Mir ein Rätsel was du meinst..... 

Benutze den Transporter mindestens einmal am Tag, meistens zum Fjord und zur Tundra (am weitesen weg). Außer das ich da ankomme wo ich will passiert nix....

Unterirdisch...NPC....Sorry kann dir nicht folgen


----------



## Denys (25. August 2009)

Wenn du das Wurmloch aktivierst kommt ja nen screen wo du verschiedene Gebiete auswählen kannst und ganz selten (vlt. jedes 20.mal) kannst ganz unten nach Unteriridisch auswählen. Dann biste in Dalaran in so nem Brunnen drin und neben dir steht nen NPC. Aus dem Loch kommst du nur mit nem Ruhestein wieder raus.


----------



## Schmiddel (25. August 2009)

Interessant....Noch nie ghabt bzw. darauf geachtet. 

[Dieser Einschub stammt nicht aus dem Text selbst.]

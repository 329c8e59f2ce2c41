//! WAL appending and replay.

use crate::dir::CollectionDir;
use crate::error::CoreResult;
use crate::index::IndexManager;
use crate::segment::SegmentStore;
use crate::types::{FIELD_DELETED, FIELD_ID};
use crate::wal::record::WalOp;
use shelfdb_codec::{encode_document, Document, DocumentReader};
use shelfdb_storage::{FileBackend, StorageBackend};
use tracing::{debug, warn};

/// Appends operations to a collection's WAL and replays them on flush.
#[derive(Debug)]
pub struct WalManager {
    dir: CollectionDir,
    sync_on_write: bool,
}

impl WalManager {
    /// Creates a manager over a collection directory.
    #[must_use]
    pub fn new(dir: CollectionDir, sync_on_write: bool) -> Self {
        Self { dir, sync_on_write }
    }

    /// Appends one operation to the WAL.
    ///
    /// When `sync_on_write` is set the record is fsynced before this
    /// returns; the operation then survives a crash even though the
    /// segments haven't seen it yet.
    pub fn append(&self, op: &WalOp) -> CoreResult<()> {
        let frame = encode_document(&op.to_document())?;
        let mut backend = FileBackend::open_with_create_dirs(&self.dir.wal_path())?;
        backend.append(&frame)?;
        if self.sync_on_write {
            backend.sync()?;
        } else {
            backend.flush()?;
        }
        Ok(())
    }

    /// Returns whether a WAL file with pending operations exists.
    #[must_use]
    pub fn has_pending(&self) -> bool {
        self.dir.wal_path().exists()
    }

    /// Replays every pending operation into the segments and indexes, then
    /// deletes the WAL file.
    ///
    /// Returns the number of operations applied. A missing WAL file means
    /// nothing is pending. Updates and deletes for ids with no live
    /// version are logged and dropped; index write failures are logged and
    /// ignored since compaction rebuilds indexes from the segments.
    pub fn replay_and_clear(
        &self,
        segments: &SegmentStore,
        indexes: &IndexManager,
    ) -> CoreResult<usize> {
        if !self.has_pending() {
            return Ok(0);
        }
        let data = FileBackend::open(&self.dir.wal_path())?.read_all()?;

        let mut applied = 0;
        for record in DocumentReader::new(&data) {
            let op = WalOp::from_document(record?)?;
            self.apply(op, segments, indexes)?;
            applied += 1;
        }

        self.dir.remove_file(&self.dir.wal_path())?;
        debug!(applied, "WAL replayed and cleared");
        Ok(applied)
    }

    fn apply(
        &self,
        op: WalOp,
        segments: &SegmentStore,
        indexes: &IndexManager,
    ) -> CoreResult<()> {
        match op {
            WalOp::Insert { doc } => {
                self.place(&doc, segments)?;
                self.index(&doc, indexes);
            }
            WalOp::Update { id, set } => {
                let Some(mut current) = segments.find_latest(&id)? else {
                    warn!(id = %id, "dropping update for unknown document");
                    return Ok(());
                };
                current.merge(&set);
                self.place(&current, segments)?;
                self.index(&current, indexes);
            }
            WalOp::Delete { id } => {
                if segments.find_latest(&id)?.is_none() {
                    warn!(id = %id, "dropping delete for unknown document");
                    return Ok(());
                }
                let mut tombstone = Document::new();
                tombstone.set(FIELD_ID, id.as_str());
                tombstone.set(FIELD_DELETED, true);
                self.place(&tombstone, segments)?;
            }
        }
        Ok(())
    }

    fn place(&self, doc: &Document, segments: &SegmentStore) -> CoreResult<()> {
        let target = segments.pick_placement_target()?;
        segments.append(target, doc)
    }

    fn index(&self, doc: &Document, indexes: &IndexManager) {
        if let Err(err) = indexes.update_indexes(doc) {
            warn!(error = %err, "index update failed, continuing");
        }
    }
}

#[cfg(test)]
mod tests {
    use super::*;
    use crate::dir::DatabaseDir;
    use crate::types::DocumentId;
    use shelfdb_codec::Value;
    use tempfile::tempdir;

    struct Fixture {
        _temp: tempfile::TempDir,
        wal: WalManager,
        segments: SegmentStore,
        indexes: IndexManager,
    }

    fn fixture() -> Fixture {
        let temp = tempdir().unwrap();
        let db = DatabaseDir::open(temp.path(), true).unwrap();
        let dir = db.ensure_collection("c").unwrap();
        Fixture {
            _temp: temp,
            wal: WalManager::new(dir.clone(), true),
            segments: SegmentStore::new(dir.clone(), 10),
            indexes: IndexManager::new(dir),
        }
    }

    fn insert(id: &str, age: i64) -> WalOp {
        let mut doc = Document::new();
        doc.set(FIELD_ID, id);
        doc.set("age", age);
        WalOp::Insert { doc }
    }

    #[test]
    fn append_then_replay_applies_inserts() {
        let f = fixture();
        f.wal.append(&insert("d1", 30)).unwrap();
        f.wal.append(&insert("d2", 40)).unwrap();
        assert!(f.wal.has_pending());

        let applied = f.wal.replay_and_clear(&f.segments, &f.indexes).unwrap();
        assert_eq!(applied, 2);
        assert!(!f.wal.has_pending());

        let doc = f
            .segments
            .find_latest(&DocumentId::new("d1"))
            .unwrap()
            .unwrap();
        assert_eq!(doc.field("age"), &Value::Int(30));

        // Indexes were refreshed during replay
        let ids = f.indexes.lookup("age", &Value::Int(40)).unwrap();
        assert_eq!(ids, vec![DocumentId::new("d2")]);
    }

    #[test]
    fn replay_without_wal_is_noop() {
        let f = fixture();
        assert_eq!(f.wal.replay_and_clear(&f.segments, &f.indexes).unwrap(), 0);
    }

    #[test]
    fn update_merges_into_latest() {
        let f = fixture();
        f.wal.append(&insert("d1", 30)).unwrap();

        let mut set = Document::new();
        set.set("age", 31i64);
        set.set("city", "lisbon");
        f.wal
            .append(&WalOp::Update {
                id: DocumentId::new("d1"),
                set,
            })
            .unwrap();

        f.wal.replay_and_clear(&f.segments, &f.indexes).unwrap();

        let doc = f
            .segments
            .find_latest(&DocumentId::new("d1"))
            .unwrap()
            .unwrap();
        assert_eq!(doc.field("age"), &Value::Int(31));
        assert_eq!(doc.field("city"), &Value::from("lisbon"));
    }

    #[test]
    fn delete_writes_tombstone() {
        let f = fixture();
        f.wal.append(&insert("d1", 30)).unwrap();
        f.wal
            .append(&WalOp::Delete {
                id: DocumentId::new("d1"),
            })
            .unwrap();

        let applied = f.wal.replay_and_clear(&f.segments, &f.indexes).unwrap();
        assert_eq!(applied, 2);
        assert!(f.segments.find_latest(&DocumentId::new("d1")).unwrap().is_none());
    }

    #[test]
    fn unknown_targets_are_dropped() {
        let f = fixture();
        f.wal
            .append(&WalOp::Delete {
                id: DocumentId::new("ghost"),
            })
            .unwrap();
        f.wal
            .append(&WalOp::Update {
                id: DocumentId::new("ghost"),
                set: Document::new(),
            })
            .unwrap();
        f.wal.append(&insert("d1", 30)).unwrap();

        // All three records count as applied; the unknown targets just
        // produce no segment writes.
        let applied = f.wal.replay_and_clear(&f.segments, &f.indexes).unwrap();
        assert_eq!(applied, 3);
        assert_eq!(f.segments.scan().unwrap().count(), 1);
    }

    #[test]
    fn wal_survives_crash_until_replayed() {
        let f = fixture();
        f.wal.append(&insert("d1", 30)).unwrap();

        // A fresh manager over the same directory sees the pending record,
        // as a process restart would.
        let wal2 = WalManager::new(f.segments_dir(), true);
        assert!(wal2.has_pending());
        assert_eq!(wal2.replay_and_clear(&f.segments, &f.indexes).unwrap(), 1);
    }

    impl Fixture {
        fn segments_dir(&self) -> crate::dir::CollectionDir {
            self.wal.dir.clone()
        }
    }
}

Ich denk mal, das es auch eine Art "Fehlfunktion" ist, wie bei den anderen 2 Transporter.


----------



## Agrimor (27. August 2009)

Klingt interessant. Werde da auch mal drauf achten. Berichtet doch, wenn ihr da mehr drüber rausfindet.


----------



## Denys (27. August 2009)

In einem anderen Forum hab ich gelesen der NPC sollte manchmal Drachlings Baupläne verkaufen. Obs stimmt Ka mit hat er jedenfalls nichts verkauft 


			Dieser Inhalt steht nur eingeloggten Mitgliedern zur Verfügung.


----------



## Ushapti (9. September 2009)

Bei der Trulla im Brunnen kann man alle 3 verschiedenen Drachling Baupläne kaufen. 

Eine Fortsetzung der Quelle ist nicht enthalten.